# Schütz zu großer Strom?



## netx1 (2 April 2008)

Hallo!

Ich habe das Problem, dass ich mehrere Schütze (selber Typ) nicht mit SPS (CP314C 2-DP) ansteuern kann.
Irgendwie ist der Spulenstrom zu groß. Warum zieht der Schütz einen so großen Strom? Welchen Typ soll ich nehmen, hattet ihr auch schon mal so ein Problem?


----------



## Otti20vt (2 April 2008)

Geile Frage *ROFL* 


Wieso ist der Strom zu gross? Gemessen? oder was ist das Problem?


----------



## o.s.t. (2 April 2008)

@otti20
*ACK*


@topic
...du kannst ja auch nicht einen Lastwagen mit einem Fiat 500 Motor betreiben!

also grosser Schütze = grosse Spule = viel Strom = nix SPS oder dann mit Koppelrelais

für kleinere Schütze (bis ca. 7.5kW) gibts solche mit spezieller "Low-Power" Spule, welche direkt an der SPS betrieben werden kann.

nenn uns doch mal den Schützentyp / Baugrösse / Nennstrom.

...irgendwie hab ich das Gefühl, dass dir gewissse Elektrotechnik-Grundlagen fehlen...

o.s.t.


----------



## netx1 (2 April 2008)

Grundlagen fehlen mir sicher nicht. (Praxis vielleicht.)

Ich habe nur keine näheren Details genannt, weil ich den Strom noch nicht gemessen habe und auch den Typ des Schützes noch nicht parat habe.


----------



## volker (2 April 2008)

ab 18kw setze ich schütze mit 230V spule ein und ein koppelrelais.


----------



## Supervisor (2 April 2008)

Hallo zusammen!

Das Problem mit den Schützen kenne ich. Wir hatten mal das Problem, dass die Schütze einfach nicht richtig angezogen hatten bei Ansteuerung durch die SPS. Haben dann spezielle "Low Power" Schütze verwendet, die einen geringeren Spulenstrom benötigen (Typ??? Keine Ahnung mehr. Ist zu lange her.):sm19:

Alternativ wären doch "elektronische Lastrelais" eine Lösung. Schon mal damit probiert?

Grüße!


----------



## Alpini (2 April 2008)

Hallo,

kann dazu nur sagen, dass wir 24 V Siemens 3TF2 und 3TH3 24 und Moeller DIL EM-01-G Schütze in großen Mengen im Einsatz haben. Ich habe die 3TF/H2 mal gemessen und die begnügen sich mit ca. 470 mA, bleiben also unter 0,5 A. Da die Dinger aber schon "hornalt" sind, weiß ich nicht was es derzeit an Nachfolgeprodukten gibt. Datenblätter dazu gibts bei den genannten Herstellern. Sollte eigentlich kein Problem sein sowas zu beschaffen, schließlich benötigt es fast jeder...

Gruß

Alpini


----------



## jabba (2 April 2008)

Gib doch mal anäherungsweise die KW's an die geschaltet werden müßen.
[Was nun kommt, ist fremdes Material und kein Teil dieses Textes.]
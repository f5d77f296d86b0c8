//! Session startup: credential check, persona prompt, and banner.

use crate::chat::config::{ChatConfig, Persona, resolve_persona};
use crate::chat::input::LineSource;
use crate::chat::session::ChatSession;
use crate::client::{API_KEY_VARIABLE, ChatBackend, Gemini};
use crate::error::Result;
use crate::render::Renderer;

const RULE: &str = "------------------------------------------------------------";

/// Creates the client from the environment.
///
/// A `.env` file in the working directory is loaded first; variables that
/// are already set win over the file.
pub fn connect() -> Result<Gemini> {
    if let Err(err) = dotenvy::dotenv() {
        if err.not_found() {
            tracing::debug!("no .env file found");
        } else {
            tracing::warn!(error = %err, "ignoring unreadable .env file");
        }
    }
    Gemini::from_env()
}

/// Explains how to provide the API key.
pub fn print_missing_credential(renderer: &mut dyn Renderer) -> Result<()> {
    renderer.print_info(&format!("🔴 Error: {API_KEY_VARIABLE} not found."))?;
    renderer.print_info("👉 Please create a file named `.env` in the same directory.")?;
    renderer.print_info(&format!(
        "   In that file, add the line: {API_KEY_VARIABLE}='YOUR_KEY_HERE'"
    ))?;
    Ok(())
}

/// Asks the user who the chatbot should be.
///
/// A blank answer, or closing input at the prompt, selects the default
/// persona and says so.
pub fn choose_persona(
    input: &mut dyn LineSource,
    renderer: &mut dyn Renderer,
) -> Result<Persona> {
    renderer.print_info("🚀 Let's set up your chatbot!")?;
    renderer.print_info(
        "First, what should the chatbot be? (e.g., 'a pirate', 'a helpful fitness coach')",
    )?;
    let answer = input.read_line("> ")?.unwrap_or_default();

    let choice = resolve_persona(&answer);
    if choice.defaulted {
        renderer.print_info(&format!(
            "No persona given. Using default: '{}'",
            choice.persona
        ))?;
    }
    Ok(choice.persona)
}

/// Shows the persona and how to leave.
pub fn print_banner(persona: &Persona, renderer: &mut dyn Renderer) -> Result<()> {
    renderer.print_info(RULE)?;
    renderer.print_info(&format!("🤖 Chatbot initialized with persona: '{persona}'"))?;
    renderer.print_info("   You can start chatting now. Type 'quit' or 'exit' to end.")?;
    renderer.print_info(RULE)?;
    Ok(())
}

/// Asks for the persona, opens the session, and prints the banner.
pub fn start_session<B: ChatBackend>(
    client: B,
    input: &mut dyn LineSource,
    renderer: &mut dyn Renderer,
) -> Result<ChatSession<B>> {
    let persona = choose_persona(input, renderer)?;
    let session = ChatSession::new(client, ChatConfig::new(persona));
    tracing::debug!(model = %session.model(), "chat session started");
    print_banner(session.persona(), renderer)?;
    Ok(session)
}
Es ist physikalisch einfach zu erklären, das man zum Anzug und zum halten eines 120KW Schützes mehr Power braucht als für 3 KW.
Ich setzte z.B. Siemens Sirius 3R ein und habe bis 11KW keine probleme, darüber setze ich immer eine 2A Karte eine, oder Koppelrelais.
Ab einer gewissen Anzahl und größe gehe ich auch , wie Volker auf 230V AC. Die Dinger sind dann viel billiger.

Die Anzugs- und Halteleistung der Schütze kannst Du aus dem Katalog entnehmen.


----------



## maxi (3 April 2008)

Hallo,

bis ca. 10KW hatte ich nie Probleme.
Bei grossen Glöckner Möller habe ich immer 230V Schütze mit einen 24V Aufsatz verwendet. Da die grossen Trenner eh recht viel Freiraum im Schaltschrank benötigen hat dies nie ein Platzproblem bei uns dargestellt.

Ein Problem hatten wir mal bei einen grossen Schütz mit der Abschaltinduktion. Das war eine mega Gaudi bis ich gefunden hatte das der Schütz beim abschalten durch die Spuleninduktoion eine sehr hohe Spannung zurück auf die SPS schickte und die Karte beschädigte.


----------



## jabba (3 April 2008)

Also Freilaufdiode oder Varistor sind ein muß bei DC Schützen an SPS Ausgängen.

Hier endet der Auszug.